Work item
Return all lines from the listing below in which the string "Debug" occurs.

BEGIN

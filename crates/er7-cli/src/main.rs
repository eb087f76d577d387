use clap::Parser;
use er7_cli::{Commands, ParserArgs, run};
use tracing_subscriber::EnvFilter;

#[derive(Parser)]
#[command(
    name = "er7",
    about = "Decode, re-encode and acknowledge HL7 v2 pipe-delimited messages",
    version,
    author,
    long_about = "A command-line tool for HL7 v2 messages in the ER7 (pipe-delimited) encoding. \
                  Messages are placed into the groups of their structure using the built-in \
                  catalog for v2.3 through v2.6."
)]
struct Cli {
    /// Log level used when RUST_LOG is not set
    #[arg(short, long, value_enum, global = true, default_value = "warn")]
    log_level: LogLevel,

    #[command(flatten)]
    parser: ParserArgs,

    #[command(subcommand)]
    command: Commands,
}

#[derive(clap::ValueEnum, Clone, Copy, Debug)]
enum LogLevel {
    Trace,
    Debug,
    Info,
    Warn,
    Error,
}

impl LogLevel {
    const fn as_str(self) -> &'static str {
        match self {
            Self::Trace => "trace",
            Self::Debug => "debug",
            Self::Info => "info",
            Self::Warn => "warn",
            Self::Error => "error",
        }
    }
}

fn main() -> anyhow::Result<()> {
    let cli = Cli::parse();

    // Logs go to stderr so command output can be piped
    let filter = EnvFilter::try_from_default_env()
        .unwrap_or_else(|_| EnvFilter::new(cli.log_level.as_str()));
    tracing_subscriber::fmt()
        .with_env_filter(filter)
        .with_target(false)
        .with_writer(std::io::stderr)
        .init();

    let output = run(&cli.command, &cli.parser)?;
    print!("{output}");
    Ok(())
}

END

Answer to this task
#[derive(clap::ValueEnum, Clone, Copy, Debug)]
    Debug,
            Self::Debug => "debug",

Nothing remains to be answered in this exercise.